AI/ML Deep Dive: Semantic Search

Day 22 · 2026-06-08
For: engineers with coding experience, not specialized in AI
Engineering counterpart → super-individual D11: RAG in Practice (retrieval quality, chunking, re-ranking)

BM25 Lexical RetrievalBM25 / Lexical Retrieval

sparse retrievalstatistical scoring
One-line analogy

BM25 is that default full-text scoring function inside Elasticsearch / Lucene—you've been using it for years. Think of it as a relevance formula sitting on top of a database inverted index: given the words in a query, it scores each document by "how well it matches" and ranks them. It's the statistical upgrade of SQL LIKE—not just "does it contain the keyword" but "how well does it contain it".

What it solves + how it works

The most naive relevance score is just counting keyword occurrences (term frequency, TF). That has two flaws: (1) common words like "the"/"is" appear constantly but carry no signal; (2) long documents naturally have more words and get an unfair edge. BM25 fixes exactly these:

  • IDF (inverse document frequency)—the rarer a word is across documents, the more discriminative it is, so it gets higher weight. "quantum entanglement" is worth more than "system";
  • Term-frequency saturation—going from 1 to 10 occurrences matters a lot; 10 to 100 barely matters. BM25 lets the score saturate with frequency rather than grow linearly;
  • Length normalization—discounts by relative document length so long docs can't win just by being wordy.

The core scoring formula (summed over each query term qi):

score(D,Q) = Σi  IDF(qi) · f(qi,D)·(k₁+1) / [ f(qi,D) + k₁·(1 − b + b·|D|/avgdl) ]

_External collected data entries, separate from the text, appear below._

impl App {
    pub fn new(config: Arc<AppConfig>, theme: Theme, motion: MotionPreference, now: Instant) -> Self {
        let settings = ScrollSettings::from_config(&config.ui, motion);
        Self {
            config,
            theme,
            garden: Garden::new(motion, now),
            focus: Card::Intro,
            mode: Mode::Normal,
            layout: LayoutCache::default(),
            depth_scroll: ScrollAnimator::new(settings),
            reported_scroll: None,
            selected_link: 0,
            dragging: false,
            status_message: None,
            should_quit: false,
            started_at: now,
        }
    }

    pub fn set_status(&mut self, message: impl Into<String>) {
        self.status_message = Some(message.into());
    }

    pub fn clear_status(&mut self) {
        self.status_message = None;
    }

    pub fn is_input_mode(&self) -> bool {
        self.mode == Mode::Typing
    }

    /// Apply an input action
    pub fn handle_action(&mut self, action: Action, now: Instant) {
        match action {
            Action::Quit => self.should_quit = true,
            Action::NextCard => self.set_focus(self.focus.next(), now),
            Action::PrevCard => self.set_focus(self.focus.prev(), now),
            Action::Activate => self.activate(now),
            Action::MoveDown => self.move_down(now),
            Action::MoveUp => self.move_up(now),
            Action::ScrollHalfPageDown => self.scroll_half_page(1.0),
            Action::ScrollHalfPageUp => self.scroll_half_page(-1.0),
            Action::OpenItem => self.open_item(now),
            Action::SelectTab(tab) => self.garden.select_tab(tab, now),
            Action::Save => self.save(now),
            Action::Remove => self.remove(now),
            Action::SwipeOpen => self.keyboard_swipe(true, now),
            Action::SwipeClose => self.keyboard_swipe(false, now),
            Action::CloseDetail => {
                self.garden.on_escape(now);
            }
            Action::ToggleHelp => {
                self.mode = if self.mode == Mode::Help {
                    Mode::Normal
                } else {
                    Mode::Help
                };
            }
            Action::StartTyping => self.mode = Mode::Typing,
            Action::StopTyping => self.mode = Mode::Normal,
            Action::InputChar(c) => self.garden.feedback_mut().push_char(c),
            Action::Backspace => self.garden.feedback_mut().backspace(),
            Action::ExitMode => {
                if self.mode == Mode::Help {
                    self.mode = Mode::Normal;
                } else {
                    self.clear_status();
                }
            }
            Action::None => {}
        }
    }

    /// Move focus, releasing anything the old card was holding
    pub fn set_focus(&mut self, card: Card, now: Instant) {
        if card == self.focus {
            return;
        }
        if self.focus == Card::Gesture {
            self.release_drag(now);
        }
        self.focus = card;
        self.mode = if card == Card::Feedback {
            Mode::Typing
        } else {
            Mode::Normal
        };
        debug!(?card, "focus changed");
    }

    /// Call-to-action of the focused card
    pub fn activate(&mut self, now: Instant) {
        match self.focus {
            Card::Intro => self.set_focus(Card::Navigation, now),
            Card::Navigation => self.garden.cycle_tab(now),
            Card::Depth => self.nudge_depth(now),
            Card::Gesture => {
                if !self.garden.swipe_hint(&self.layout, now) {
                    self.set_status("Gesture demo is not on screen");
                }
            }
            Card::Feedback => {
                if self.garden.submit_feedback(now) {
                    info!("feedback sent");
                } else if let Some(hint) = self.garden.feedback().hint() {
                    self.set_status(hint.message());
                }
            }
            Card::Contact => self.open_contact_link(),
        }
    }

    fn move_down(&mut self, now: Instant) {
        match self.focus {
            Card::Navigation => self.garden.navigation_mut().move_cursor_down(),
            Card::Depth => self.scroll_depth(1.0),
            Card::Contact => {
                let count = self.config.contact.links.len();
                if count > 0 {
                    self.selected_link = (self.selected_link + 1).min(count - 1);
                }
            }
            Card::Intro | Card::Gesture | Card::Feedback => self.set_focus(self.focus.next(), now),
        }
    }

    fn move_up(&mut self, now: Instant) {
        match self.focus {
            Card::Navigation => self.garden.navigation_mut().move_cursor_up(),
            Card::Depth => self.scroll_depth(-1.0),
            Card::Contact => self.selected_link = self.selected_link.saturating_sub(1),
            Card::Intro | Card::Gesture | Card::Feedback => self.set_focus(self.focus.prev(), now),
        }
    }

    fn open_item(&mut self, now: Instant) {
        match self.focus {
            Card::Navigation => {
                let cursor = self.garden.navigation().cursor();
                if !self.garden.open_detail(cursor, &self.layout, now) {
                    let item = self.garden.navigation().current_item();
                    if item.is_some_and(|i| !i.opens_detail) {
                        self.set_status("Settings rows have no detail view");
                    }
                }
            }
            Card::Contact => self.open_contact_link(),
            _ => {}
        }
    }

    fn save(&mut self, now: Instant) {
        if self.focus != Card::Gesture {
            return;
        }
        if !self.garden.save(now) {
            self.set_status("Reveal the actions first");
        }
    }

    fn remove(&mut self, now: Instant) {
        if self.focus != Card::Gesture {
            return;
        }
        if !self.garden.remove(now) {
            self.set_status("Reveal the actions first");
        }
    }

    /// Drive the swipe item with a synthetic full-width drag
    fn keyboard_swipe(&mut self, open: bool, now: Instant) {
        if self.focus != Card::Gesture || self.dragging {
            return;
        }
        let Some(rect) = self.layout.rect(Element::SwipeItem) else {
            return;
        };
        let (from, to) = if open {
            (rect.right(), rect.x)
        } else {
            (rect.x, rect.right())
        };
        if self.garden.pointer_down(KEYBOARD_POINTER, from, &self.layout, now) {
            self.garden.pointer_move(KEYBOARD_POINTER, to);
            self.garden.pointer_up(now);
        }
    }

    fn release_drag(&mut self, now: Instant) {
        if self.dragging {
            self.dragging = false;
            self.garden.pointer_up(now);
        }
    }

    /// Mouse input: drag the swipe item, click its buttons, tabs and tiles, wheel the depth viewport
    pub fn handle_mouse(&mut self, event: MouseEvent, now: Instant) {
        if self.mode == Mode::Help {
            return;
        }
        let (column, row) = (event.column, event.row);
        match event.kind {
            MouseEventKind::Down(MouseButton::Left) => self.mouse_down(column, row, now),
            MouseEventKind::Drag(MouseButton::Left) => {
                if !self.dragging {
                    return;
                }
                // The drag stays captured until it leaves the gesture card
                if self.layout.card_at(column, row) == Some(Card::Gesture) {
                    self.garden.pointer_move(MOUSE_POINTER, column as f64);
                } else {
                    self.release_drag(now);
                }
            }
            MouseEventKind::Up(MouseButton::Left) => self.release_drag(now),
            MouseEventKind::ScrollDown if self.layout.in_depth_viewport(column, row) => {
                self.scroll_depth(WHEEL_STEP)
            }
            MouseEventKind::ScrollUp if self.layout.in_depth_viewport(column, row) => {
                self.scroll_depth(-WHEEL_STEP)
            }
            _ => {}
        }
    }

    fn mouse_down(&mut self, column: u16, row: u16, now: Instant) {
        if let Some(card) = self.layout.card_at(column, row) {
            self.set_focus(card, now);
        }

        if self.garden.detail().is_open() && self.layout.in_detail_close(column, row) {
            self.garden.close_detail(now);
        } else if let Some(button) = self
            .layout
            .action_at(column, row)
            .filter(|_| self.garden.swipe().is_open())
        {
            match button {
                ActionButton::Save => self.garden.save(now),
                ActionButton::Remove => self.garden.remove(now),
            };
        } else if self.layout.in_element(Element::SwipeItem, column, row) {
            self.dragging = self
                .garden
                .pointer_down(MOUSE_POINTER, column as f64, &self.layout, now);
        } else if let Some(tab) = self.layout.tab_at(column, row) {
            self.garden.select_tab(tab, now);
        } else if self.garden.detail().is_visible() {
            // The overlay covers the tiles
        } else if let Some(item) = self.layout.navigation_item_at(column, row) {
            self.garden.navigation_mut().set_cursor(item);
            self.garden.open_detail(item, &self.layout, now);
        } else if let Some(link) = self.layout.contact_link_at(column, row) {
            self.selected_link = link;
        }
    }

    /// Terminal window lost focus: end any drag
    pub fn on_focus_lost(&mut self, now: Instant) {
        self.release_drag(now);
    }

    /// Layout changed; geometry is re-recorded on the next draw
    pub fn on_resize(&mut self) {
        self.layout.clear();
        self.reported_scroll = None;
    }

    fn depth_dimensions(&self) -> (f64, f64) {
        let viewport = self
            .layout
            .depth_viewport()
            .map(|r| r.height as f64)
            .unwrap_or(0.0);
        (viewport * DEPTH_CONTENT_FACTOR, viewport)
    }

    fn depth_max_scroll(&self) -> f64 {
        let (content, viewport) = self.depth_dimensions();
        (content - viewport).max(0.0)
    }

    fn scroll_depth(&mut self, rows: f64) {
        let max = self.depth_max_scroll();
        self.depth_scroll.scroll_by(rows, max);
    }

    fn scroll_half_page(&mut self, direction: f64) {
        if self.focus != Card::Depth {
            return;
        }
        let (_, viewport) = self.depth_dimensions();
        self.scroll_depth(direction * (viewport / 2.0).max(1.0));
    }

    /// "Scroll to explore": move a bit under half a viewport further down
    fn nudge_depth(&mut self, now: Instant) {
        let (content, viewport) = self.depth_dimensions();
        let metrics = ScrollMetrics::new(self.depth_scroll.current(), content, viewport);
        self.depth_scroll
            .scroll_to(metrics.nudge_target(), metrics.range(), now);
    }

    /// Depth viewport metrics at the current scroll position
    pub fn depth_metrics(&self) -> ScrollMetrics {
        let (content, viewport) = self.depth_dimensions();
        ScrollMetrics::new(self.depth_scroll.current(), content, viewport)
    }

    fn open_contact_link(&mut self) {
        let Some(link) = self.config.contact.links.get(self.selected_link).cloned() else {
            return;
        };
        match open::that(&link.url) {
            Ok(()) => {
                info!(url = %link.url, "opened contact link");
                self.set_status(format!("Opened {}", link.label));
            }
            Err(e) => {
                warn!(url = %link.url, error = %e, "failed to open contact link");
                self.set_status(format!("Could not open {}: {}", link.label, e));
            }
        }
    }

    /// Advance scrolling, timers and animations to `now`
    pub fn update(&mut self, now: Instant) {
        let max = self.depth_max_scroll();
        let top = self.depth_scroll.update(max, now);
        let (content, viewport) = self.depth_dimensions();
        if viewport > 0.0 && self.reported_scroll != Some((top, viewport)) {
            self.reported_scroll = Some((top, viewport));
            self.garden
                .on_scroll(ScrollMetrics::new(top, content, viewport));
        }

        let report = self.garden.tick(now);
        for event in &report.feedback {
            match event {
                FeedbackEvent::Succeeded => self.set_status("Feedback sent"),
                FeedbackEvent::ResetFinished => self.clear_status(),
                FeedbackEvent::ResetStarted => {}
            }
        }
        if report.action_reset {
            self.set_status("Item restored");
        }
    }

    /// Whether the event loop should poll at the animation frame rate
    pub fn needs_fast_update(&self, now: Instant) -> bool {
        self.dragging || self.depth_scroll.needs_update() || self.garden.needs_frame(now)
    }

    /// Cancel every timer and animation before the terminal is restored
    pub fn shutdown(&mut self) {
        self.depth_scroll.cancel();
        self.garden.dispose();
    }

    /// Current tab, for the status bar
    pub fn current_tab(&self) -> NavigationTab {
        self.garden.navigation().tab()
    }
}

In plain words: IDF(qi) = how rare the word is (rare words weigh more); f(qi,D) = how many times it appears in the doc; k₁ (typically 1.2–2.0) = how fast term frequency saturates, smaller saturates faster; b (typically 0.75) = strength of length penalty, 0 ignores length, 1 penalizes fully; |D|/avgdl = is this doc longer or shorter than average. The whole denominator is "term frequency + length penalty", keeping the numerator from inflating forever.

Code example
from rank_bm25 import BM25Okapi  # pip install rank-bm25

corpus = [
    "study of feline sleep cycles",
    "how to configure a Postgres connection pool",
    "cache consistency in distributed systems",
]
tokenized = [doc.split() for doc in corpus]
bm25 = BM25Okapi(tokenized)  # builds inverted index + computes IDF

query = "cache consistency".split()
scores = bm25.get_scores(query)  # one BM25 score per doc
print(scores)  # doc 3 scores highest — exact term match
Pitfall + practical scenario
"Now that we have vector embeddings, BM25 is obsolete"—badly wrong. BM25 still reigns at exact matching: product SKUs (iPhone 15 Pro), names, error codes, code identifiers, rare proper nouns—exactly where embeddings tend to "drift" into near-synonyms. Most 2024–2025 retrieval systems keep BM25 as one channel rather than dropping it.
📌 BigCat scenario: when building personal knowledge-base search, for code snippets, API names, paper titles—where "the literal string IS the answer"—BM25 is often more accurate, cheaper, and needs zero GPU. Don't reach for vectors-only on day one.
Takeaway + question
💡 BM25 isn't "old-fashioned keyword search"—it's a statistical relevance function tuned over decades. On exact-match it still can't be beaten.
🤔 How much of your search need is really "find an exact word/ID" versus "find a semantically related concept"?

Dense RetrievalDense Retrieval

vector retrievalsemantics
One-line analogy

Encode each piece of text with a neural network into a single fixed-dimension vector (embedding), and retrieval becomes "find nearest neighbors in a high-dimensional space". Analogy: geohash—geographically close points get close codes. Dense retrieval swaps "geographically close" for "semantically close". "car", "automobile", "vehicle" cluster together even with zero overlapping characters.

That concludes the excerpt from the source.